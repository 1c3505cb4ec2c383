use std::collections::HashMap;
use std::fs::File;
use std::io::{BufReader, Read};
use std::path::Path;

use serde::Deserialize;
use toml::Value;

use q931_core::longtime::LONGTIME_MILLISECOND;

use super::intf_config::{IntfConfig, IntfType, NetworkRole, Q931Timers, Role, SwitchConfig};

/// Build `SwitchConfig` from a TOML configuration string
pub fn from_toml_str(toml_str: &str) -> Result<SwitchConfig, Box<dyn std::error::Error>> {
    let root: TomlConfigRoot = toml::from_str(toml_str)?;

    let expected_config_version = "0.1";
    if !root.config_version.eq(expected_config_version) {
        return Err(format!(
            "Unrecognized config_version: {}, expect {}",
            root.config_version, expected_config_version
        )
        .into());
    }
    if !root.extra.is_empty() {
        return Err(format!("Unrecognized top-level fields: {:?}", sorted_keys(&root.extra)).into());
    }

    let mut cfg = SwitchConfig {
        debug_log: root.debug_log,
        interfaces: Vec::with_capacity(root.interface.len()),
    };

    for dto in root.interface {
        if !dto.extra.is_empty() {
            return Err(format!("Unrecognized fields in interface {}: {:?}", dto.name, sorted_keys(&dto.extra)).into());
        }
        if let Some(ref timers) = dto.timers {
            if !timers.extra.is_empty() {
                return Err(format!("Unrecognized fields in interface {}.timers: {:?}", dto.name, sorted_keys(&timers.extra)).into());
            }
        }

        let mut intf = IntfConfig::new(&dto.name, dto.role, dto.intf_type);
        apply_intf_patch(&mut intf, dto);
        cfg.interfaces.push(intf);
    }

    cfg.validate()?;
    Ok(cfg)
}

/// Build `SwitchConfig` from any reader.
pub fn from_reader<R: Read>(reader: R) -> Result<SwitchConfig, Box<dyn std::error::Error>> {
    let mut contents = String::new();
    let mut reader = BufReader::new(reader);
    reader.read_to_string(&mut contents)?;
    from_toml_str(&contents)
}

/// Build `SwitchConfig` from a file path.
pub fn from_file<P: AsRef<Path>>(path: P) -> Result<SwitchConfig, Box<dyn std::error::Error>> {
    let f = File::open(path)?;
    let r = BufReader::new(f);
    let cfg = from_reader(r)?;
    Ok(cfg)
}

fn apply_intf_patch(dst: &mut IntfConfig, src: IntfDto) {
    if let Some(v) = src.network_role {
        dst.network_role = v;
    }
    if let Some(v) = src.call_reference_len {
        dst.call_reference_len = v;
    }
    if let Some(v) = src.dlc_autorelease_ms {
        dst.dlc_autorelease_time = v as i64 * LONGTIME_MILLISECOND;
    }
    if let Some(v) = src.restart_retransmit_count {
        dst.restart_retransmit_count = v;
    }
    if let Some(v) = src.status_enquiry_retransmit_count {
        dst.status_enquiry_retransmit_count = v;
    }
    if let Some(v) = src.send_date_time {
        dst.send_date_time = v;
    }
    if let Some(timers) = src.timers {
        apply_timers_patch(&mut dst.timers, timers);
    }
}

fn apply_timers_patch(dst: &mut Q931Timers, src: TimersDto) {
    let ms = |v: u64| v as i64 * LONGTIME_MILLISECOND;
    if let Some(v) = src.t301 { dst.t301 = ms(v); }
    if let Some(v) = src.t302 { dst.t302 = ms(v); }
    if let Some(v) = src.t303 { dst.t303 = ms(v); }
    if let Some(v) = src.t304 { dst.t304 = ms(v); }
    if let Some(v) = src.t305 { dst.t305 = ms(v); }
    if let Some(v) = src.t306 { dst.t306 = ms(v); }
    if let Some(v) = src.t307 { dst.t307 = ms(v); }
    if let Some(v) = src.t308 { dst.t308 = ms(v); }
    if let Some(v) = src.t309 { dst.t309 = ms(v); }
    if let Some(v) = src.t310 { dst.t310 = ms(v); }
    if let Some(v) = src.t312 { dst.t312 = ms(v); }
    if let Some(v) = src.t313 { dst.t313 = ms(v); }
    if let Some(v) = src.t316 { dst.t316 = ms(v); }
    if let Some(v) = src.t317 { dst.t317 = ms(v); }
    if let Some(v) = src.t318 { dst.t318 = ms(v); }
    if let Some(v) = src.t319 { dst.t319 = ms(v); }
    if let Some(v) = src.t322 { dst.t322 = ms(v); }
}

fn sorted_keys(map: &HashMap<String, Value>) -> Vec<&str> {
    let mut v: Vec<&str> = map.keys().map(|s| s.as_str()).collect();
    v.sort_unstable();
    v
}

/// ----------------------- DTOs for input shape -----------------------

#[derive(Deserialize)]
struct TomlConfigRoot {
    config_version: String,
    debug_log: Option<String>,

    #[serde(default)]
    interface: Vec<IntfDto>,

    #[serde(flatten)]
    extra: HashMap<String, Value>,
}

#[derive(Deserialize)]
struct IntfDto {
    name: String,
    role: Role,
    intf_type: IntfType,

    network_role: Option<NetworkRole>,
    call_reference_len: Option<u8>,
    dlc_autorelease_ms: Option<u64>,
    restart_retransmit_count: Option<u32>,
    status_enquiry_retransmit_count: Option<u32>,
    send_date_time: Option<bool>,

    #[serde(default)]
    timers: Option<TimersDto>,

    #[serde(flatten)]
    extra: HashMap<String, Value>,
}

/// Timer overrides in milliseconds
#[derive(Default, Deserialize)]
struct TimersDto {
    t301: Option<u64>,
    t302: Option<u64>,
    t303: Option<u64>,
    t304: Option<u64>,
    t305: Option<u64>,
    t306: Option<u64>,
    t307: Option<u64>,
    t308: Option<u64>,
    t309: Option<u64>,
    t310: Option<u64>,
    t312: Option<u64>,
    t313: Option<u64>,
    t316: Option<u64>,
    t317: Option<u64>,
    t318: Option<u64>,
    t319: Option<u64>,
    t322: Option<u64>,

    #[serde(flatten)]
    extra: HashMap<String, Value>,
}

#[cfg(test)]
mod tests {
    use super::*;
    use q931_core::longtime::LONGTIME_SECOND;

    const DEMO: &str = r#"
config_version = "0.1"
debug_log = "/tmp/q931.log"

[[interface]]
name = "A"
role = "Nt"
intf_type = "BraPointToPoint"
send_date_time = true

[[interface]]
name = "B"
role = "Te"
intf_type = "Pra"
dlc_autorelease_ms = 5000

[interface.timers]
t303 = 2000
t308 = 1500
"#;

    #[test]
    fn test_parse_demo_config() {
        let cfg = from_toml_str(DEMO).unwrap();
        assert_eq!(cfg.debug_log.as_deref(), Some("/tmp/q931.log"));
        assert_eq!(cfg.interfaces.len(), 2);

        let a = cfg.interface("A").unwrap();
        assert_eq!(a.role, Role::Nt);
        assert_eq!(a.call_reference_len, 1);
        assert!(a.send_date_time);
        assert_eq!(a.timers.t303, 4 * LONGTIME_SECOND);

        let b = cfg.interface("B").unwrap();
        assert_eq!(b.call_reference_len, 2);
        assert_eq!(b.dlc_autorelease_time, 5 * LONGTIME_SECOND);
        assert_eq!(b.timers.t303, 2 * LONGTIME_SECOND);
        assert_eq!(b.timers.t308, 1_500_000);
        assert_eq!(b.timers.t310, 40 * LONGTIME_SECOND);
    }

    #[test]
    fn test_unknown_fields_rejected() {
        let bad_top = "config_version = \"0.1\"\nfoo = 1\n";
        assert!(from_toml_str(bad_top).is_err());

        let bad_timer = "config_version = \"0.1\"\n[[interface]]\nname = \"A\"\nrole = \"Nt\"\nintf_type = \"Pra\"\n[interface.timers]\nt399 = 5\n";
        let err = from_toml_str(bad_timer).unwrap_err().to_string();
        assert!(err.contains("t399"), "{}", err);
    }

    #[test]
    fn test_wrong_version_rejected() {
        let s = "config_version = \"9.9\"\n[[interface]]\nname = \"A\"\nrole = \"Nt\"\nintf_type = \"Pra\"\n";
        assert!(from_toml_str(s).is_err());
    }

    #[test]
    fn test_no_interfaces_rejected() {
        assert!(from_toml_str("config_version = \"0.1\"\n").is_err());
    }
}
use q931_ies::Ie;
use q931_ies::enums::location::Location;
use q931_ies::enums::call_state_value::CallStateValue;
use q931_ies::enums::cause_value::CauseValue;
use q931_ies::enums::message_type::MessageType;
use q931_ies::ies::{CallState, Cause};
use q931_ies::message::{CallRef, Ies, Q931Message};

use crate::Q931Lib;
use crate::call::CallId;
use crate::dlc::DlcStatus;
use crate::error::{Q931Error, Result};
use crate::transport::{ConnectStatus, DlcId, IntfId};

impl Q931Lib {
    /// Hand a frame to the link layer. Frames for a link that is not up are queued
    /// and the link is brought up.
    pub(crate) fn send_frame(&mut self, dlc: DlcId, frame: Vec<u8>) -> Result<()> {
        if dlc.is_broadcast() {
            return Ok(self.transport.send_frame(dlc, &frame)?);
        }
        let Some(intf) = self.intfs.get_mut(&dlc.intf) else {
            return Err(Q931Error::UnknownInterface(dlc.intf));
        };
        let entry = intf.dlc_entry(dlc.tei);
        match entry.status {
            DlcStatus::Connected => self.transport.send_frame(dlc, &frame)?,
            DlcStatus::AwaitingConnection => entry.queue_frame(frame),
            DlcStatus::Disconnected | DlcStatus::AwaitingDisconnection => {
                entry.queue_frame(frame);
                match self.transport.connect(dlc) {
                    Ok(ConnectStatus::Connected) => {
                        entry.set_status(DlcStatus::Connected);
                        for f in entry.take_queue() {
                            self.transport.send_frame(dlc, &f)?;
                        }
                    }
                    Ok(ConnectStatus::Pending) => entry.set_status(DlcStatus::AwaitingConnection),
                    Err(e) => {
                        entry.take_queue();
                        return Err(e.into());
                    }
                }
            }
        }
        Ok(())
    }

    pub(crate) fn send_message(&mut self, dlc: DlcId, msg: &Q931Message) -> Result<()> {
        let frame = msg.to_bytes()?;
        tracing::debug!(intf = %self.intf_name(dlc.intf), "-> {} tei {}", msg, dlc.tei);
        self.send_frame(dlc, frame)
    }

    /// Send a message of `call` on the call's DLC
    pub(crate) fn call_send(&mut self, call: CallId, message_type: MessageType, ies: Ies) -> Result<()> {
        let dlc = self.get_call(call)?.dlc;
        self.call_send_on(call, dlc, message_type, ies)
    }

    /// Send a message of `call` on a given DLC, for messages to one terminal of a broadcast call
    pub(crate) fn call_send_on(&mut self, call: CallId, dlc: DlcId, message_type: MessageType, ies: Ies) -> Result<()> {
        let callref = self.get_call(call)?.tx_callref();
        self.send_message(dlc, &Q931Message::new(callref, message_type, ies))
    }

    /// STATUS reporting the current state of `call`
    pub(crate) fn send_status(&mut self, call: CallId, cause: CauseValue, diag: Option<u8>) -> Result<()> {
        let role = self.call_role(call)?;
        let c = self.get_call(call)?;
        let (dlc, callref, state) = (c.dlc, c.tx_callref(), c.wire_state(role));
        self.send_status_on(dlc, callref, cause, diag, state)
    }

    pub(crate) fn send_status_on(
        &mut self,
        dlc: DlcId,
        callref: CallRef,
        cause: CauseValue,
        diag: Option<u8>,
        state: CallStateValue,
    ) -> Result<()> {
        let ies = Ies::new().with(self.cause_ie(dlc.intf, cause, diag)).with(Ie::CallState(CallState::new(state)));
        self.send_message(dlc, &Q931Message::new(callref, MessageType::Status, ies))
    }

    pub(crate) fn send_release_complete_on(
        &mut self,
        dlc: DlcId,
        callref: CallRef,
        cause: CauseValue,
        diag: Option<u8>,
    ) -> Result<()> {
        let ies = Ies::new().with(self.cause_ie(dlc.intf, cause, diag));
        self.send_message(dlc, &Q931Message::new(callref, MessageType::ReleaseComplete, ies))
    }

    /// Cause IE with the location of this interface
    pub(crate) fn cause_ie(&self, intf: IntfId, cause: CauseValue, diag: Option<u8>) -> Ie {
        let location = self.intfs.get(&intf).map(|i| i.location()).unwrap_or(Location::User);
        let ie = Cause::new(location, cause);
        Ie::Cause(match diag {
            Some(d) => ie.with_diagnostics(&[d]),
            None => ie,
        })
    }

    /// Caller's elements, plus a cause when they carry none
    pub(crate) fn with_default_cause(&self, intf: IntfId, mut ies: Ies, cause: CauseValue) -> Ies {
        if ies.cause().is_none() {
            ies.add(self.cause_ie(intf, cause, None));
        }
        ies
    }

    pub(crate) fn intf_name(&self, intf: IntfId) -> String {
        self.intfs.get(&intf).map(|i| i.config.name.clone()).unwrap_or_else(|| format!("#{}", intf))
    }
}
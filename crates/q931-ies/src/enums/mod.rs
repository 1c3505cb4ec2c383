pub mod call_state_value;
pub mod cause_value;
pub mod coding_standard;
pub mod ie_id;
pub mod location;
pub mod message_type;

pub mod information_transfer_capability;
pub mod information_transfer_rate;
pub mod transfer_mode;
pub mod user_info_layer1;
pub mod user_info_layer2;
pub mod user_info_layer3;

pub mod numbering_plan;
pub mod presentation_indicator;
pub mod screening_indicator;
pub mod subaddress_type;
pub mod type_of_number;

pub mod notification_description;
pub mod progress_description;
pub mod restart_class;
pub mod signal_value;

■ **WORK INSTRUCTION**: Search the records for the word "ConnectStatus". Copy every line that has it.

■ **EXERCISE OUTPUT**:
use crate::transport::{ConnectStatus, DlcId, IntfId};
                    Ok(ConnectStatus::Connected) => {
                    Ok(ConnectStatus::Pending) => entry.set_status(DlcStatus::AwaitingConnection),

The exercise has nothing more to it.